• U.S.

Religion: Extemporized Mediocrity

3 minute read
TIME

“Anyone acquainted with public prayer in American churches might well conclude that even ministers do not regard it as deserving any attention at all. Their public prayers often fall from their lips slipshod and haphazard, appalling illustrations of random, extemporized mediocrity.

“When one considers the quantity of public prayer, the number of people who come within its range, the meaning it might have, the atrocious carelessness with which its possible power is commonly handled, the irreverent nonchalance with which many stroll into and dally over it. one welcomes any serious endeavor to come to intelligent terms with it.”
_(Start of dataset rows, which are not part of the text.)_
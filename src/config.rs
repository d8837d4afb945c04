//! Engine configuration.
//!
//! Every field has a default, so a config file only needs the values it
//! overrides.

use serde::{Deserialize, Serialize};

use crate::conflict::{ConflictThresholds, ProximityPolicy, DEFAULT_MAX_DISTANCE};
use crate::embedding::DEFAULT_EMBEDDING_SEED;
use crate::error::{SmokeError, SmokeResult};
use crate::plume::PlumeConfig;
use crate::scoring::MAX_JITTER;

/// Largest accepted `search_slack_hours`: thirty days.
pub const MAX_SEARCH_SLACK_HOURS: i64 = 30 * 24;

/// Configuration for [`crate::SmokeEngine`].
#[derive(Debug, Clone, PartialEq, Serialize, Deserialize)]
#[serde(default)]
pub struct EngineConfig {
    /// Plume model constants.
    pub plume: PlumeConfig,
    /// Severity cutoffs.
    pub thresholds: ConflictThresholds,
    /// Candidates at or beyond this cosine distance are not conflicts.
    pub max_distance: f64,
    /// Keep only the nearest `top_k` conflicts.
    pub top_k: Option<usize>,
    /// Seed for the embedding tails.
    pub embedding_seed: u64,
    /// Radius of the spatial pre-filter around a located burn (km).
    pub search_radius_km: f64,
    /// Slack added on both sides of a burn window when querying candidates.
    pub search_slack_hours: i64,
    /// Time-and-distance conflict rule.
    pub proximity: ProximityPolicy,
    /// Amplitude of score jitter; 0 makes scores fully deterministic.
    pub score_jitter: f64,
}

impl Default for EngineConfig {
    fn default() -> Self {
        Self {
            plume: PlumeConfig::default(),
            thresholds: ConflictThresholds::default(),
            max_distance: DEFAULT_MAX_DISTANCE,
            top_k: None,
            embedding_seed: DEFAULT_EMBEDDING_SEED,
            search_radius_km: 50.0,
            search_slack_hours: 0,
            proximity: ProximityPolicy::default(),
            score_jitter: 0.0,
        }
    }
}

impl EngineConfig {
    /// Parses a JSON document and validates the result.
    ///
    /// # Errors
    ///
    /// Returns `SmokeError::Config` on malformed JSON or invalid values.
    pub fn from_json_str(json: &str) -> SmokeResult<Self> {
        let config: Self = serde_json::from_str(json)
            .map_err(|e| SmokeError::config(format!("invalid engine config: {e}")))?;
        config.validate()?;
        Ok(config)
    }

    /// Rejects values that would make the model or search meaningless.
    ///
    /// # Errors
    ///
    /// Returns `SmokeError::Config` naming the first offending field.
    pub fn validate(&self) -> SmokeResult<()> {
        self.thresholds.validate()?;
        self.proximity.validate()?;

        if !(self.max_distance > 0.0 && self.max_distance <= 1.0) {
            return Err(SmokeError::config(format!(
                "max_distance must be in (0, 1], got {}",
                self.max_distance
            )));
        }
        if self.top_k == Some(0) {
            return Err(SmokeError::config("top_k must be at least 1 when set"));
        }
        if !(self.search_radius_km > 0.0 && self.search_radius_km.is_finite()) {
            return Err(SmokeError::config(format!(
                "search_radius_km must be positive, got {}",
                self.search_radius_km
            )));
        }
        if !(0..=MAX_SEARCH_SLACK_HOURS).contains(&self.search_slack_hours) {
            return Err(SmokeError::config(format!(
                "search_slack_hours must be in [0, {MAX_SEARCH_SLACK_HOURS}], got {}",
                self.search_slack_hours
            )));
        }
        if !(0.0..=MAX_JITTER).contains(&self.score_jitter) {
            return Err(SmokeError::config(format!(
                "score_jitter must be in [0, {MAX_JITTER}], got {}",
                self.score_jitter
            )));
        }

        let plume = &self.plume;
        let positive = [
            ("plume.base_height_m", plume.base_height_m),
            ("plume.burn_duration_hours", plume.burn_duration_hours),
            ("plume.min_wind_speed", plume.min_wind_speed),
            ("plume.dispersion_threshold", plume.dispersion_threshold),
        ];
        for (field, value) in positive {
            if !(value > 0.0 && value.is_finite()) {
                return Err(SmokeError::config(format!(
                    "{field} must be positive, got {value}"
                )));
            }
        }

        Ok(())
    }
}
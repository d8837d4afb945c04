//! In-memory storage backend.
//!
//! Thread-safe brute-force implementation of [`VectorStore`]. It is intended
//! for embedded usage, tests, and as a reference implementation of the
//! filtering contract.

use std::collections::BTreeMap;
use std::sync::RwLock;

use crate::embedding::{EmbeddingKind, EmbeddingVector};
use crate::geo::SpatialHint;
use crate::storage::traits::{Candidate, RecordId, StorageError, VectorMetadata, VectorStore};
use crate::time::TimeRange;

fn lock_err(context: &'static str) -> StorageError {
    StorageError::BackendError(format!("poisoned lock: {context}"))
}

#[derive(Debug, Clone)]
struct StoredVector {
    vector: EmbeddingVector,
    metadata: VectorMetadata,
}

/// Thread-safe in-memory vector store.
///
/// Entries are kept in a `BTreeMap`, so query results come back in a stable
/// `(id, kind)` order.
#[derive(Debug, Default)]
pub struct InMemoryVectorStore {
    state: RwLock<BTreeMap<(RecordId, EmbeddingKind), StoredVector>>,
}

impl InMemoryVectorStore {
    /// Create a new empty store.
    #[must_use]
    pub fn new() -> Self {
        Self::default()
    }

    /// Number of stored vectors across all kinds.
    ///
    /// # Errors
    ///
    /// Returns `BackendError` if the lock is poisoned.
    pub fn len(&self) -> Result<usize, StorageError> {
        let state = self.state.read().map_err(|_| lock_err("vector.len"))?;
        Ok(state.len())
    }

    /// Whether the store holds no vectors.
    ///
    /// # Errors
    ///
    /// Returns `BackendError` if the lock is poisoned.
    pub fn is_empty(&self) -> Result<bool, StorageError> {
        Ok(self.len()? == 0)
    }
}

impl VectorStore for InMemoryVectorStore {
    fn upsert(
        &self,
        id: RecordId,
        vector: EmbeddingVector,
        metadata: VectorMetadata,
    ) -> Result<(), StorageError> {
        let kind = vector.kind();
        if vector.dim() != kind.dim() {
            return Err(StorageError::DimensionMismatch {
                kind,
                expected: kind.dim(),
                actual: vector.dim(),
            });
        }

        let mut state = self.state.write().map_err(|_| lock_err("vector.upsert"))?;
        let replaced = state
            .insert((id, kind), StoredVector { vector, metadata })
            .is_some();
        tracing::debug!(%id, %kind, replaced, "upserted vector");
        Ok(())
    }

    fn get(&self, id: RecordId, kind: EmbeddingKind) -> Result<Option<Candidate>, StorageError> {
        let state = self.state.read().map_err(|_| lock_err("vector.get"))?;
        Ok(state.get(&(id, kind)).map(|stored| Candidate {
            id,
            vector: stored.vector.clone(),
            metadata: stored.metadata.clone(),
        }))
    }

    fn remove(&self, id: RecordId) -> Result<usize, StorageError> {
        let mut state = self.state.write().map_err(|_| lock_err("vector.remove"))?;
        let before = state.len();
        state.retain(|(stored_id, _), _| *stored_id != id);
        let removed = before - state.len();
        tracing::debug!(%id, removed, "removed vectors");
        Ok(removed)
    }

    fn query_candidates(
        &self,
        kind: EmbeddingKind,
        window: &TimeRange,
        spatial: Option<&SpatialHint>,
    ) -> Result<Vec<Candidate>, StorageError> {
        let state = self
            .state
            .read()
            .map_err(|_| lock_err("vector.query_candidates"))?;

        Ok(state
            .iter()
            .filter(|((_, k), stored)| *k == kind && stored.metadata.matches(window, spatial))
            .map(|((id, _), stored)| Candidate {
                id: *id,
                vector: stored.vector.clone(),
                metadata: stored.metadata.clone(),
            })
            .collect())
    }
}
Thus wrote Manhattan’s Dr. Harry Emerson Fosdick in a foreword to The Practice of Public Prayer published last week by Dr. J. Hillis Miller, dean of students at Bucknell University. Like Dr. Fosdick, Dr. Miller believes that public prayer is today in a precarious state. Investigating Dr. Fosdick as an ablepublic supplicator. Dr. Miller finds that his prayers are formalized to suit the composite character of a large congregation. In 15 Sunday morning prayers he observes that Dr. Fosdick expresses “all the needs and desires he may be expected to express during the succeeding five years . . . for economic deliverance, devotion to the highest, glad and fresh faith, fruitfulness of the soul, integration of our lives,renewed aspirations, attunement to God, beauty, high thoughts, basic virtues, larger and higher visions, spiritual welfare and wholesomeness of life.”

Public prayers came into last week’s news from another quarter with the appearance of a 30-page collection of Prayers for Self and Society written by Rev. James Myers, Industrial Secretary of the Federal Council of Churches, and published by the Y. M. C. A.’s General Board. Whether the result was any better than “extemporized mediocrity” was a matter of opinion but certainly no comparison could be made with the stately rhetoric of the Book of Common Prayer or the King James Bible.

Topical and straightforward, Mr. Myers’ prayers “are offered in the belief that the social gospel and the individual gospel are one.” For example, on Race Relations Sunday or following a lynching, he recommends the following:

0 God, how dare we lift our eyes to Thee, for we are guilty as a nation of tolerating the practice of vile mob murder of men. . . . Cleanse our hearts, we beseech Thee, of the dark sin of race prejudice. . . .

Briskly business-like is this “Miserere”:

From spending billions for battleships while the unemployed live upon a crust.

Good Lord, deliver us. . . .

From ever forgetting the forlorn figure of the unemployed; from failure to see that our social fabric is as shabby as his coat, and that our heads must bow in equal shame with his.

Good Lord, deliver us. . . .

Most of Author Myers’ prayers concern social matters. “For Slum Clearance” is definitely informative: Do Thou make us ashamed of our toleration of the slums, which in disproportionate measure continue to make criminals and prostitutes of many boys and girls who never had a chance. Reflecting the New Dealish attitude of the Federal Council of Churches, the prayer “For Labor” comes closest to striking a political note :

Help Thou the labor movement of our day. . . . Unite in high purpose the workers. . . . Guard their leaders from lust for personal power. Grant to labor the wisdom to seek a world of peace and plenty by means of organisation and the ballot, keeping their movement free from hate and violence.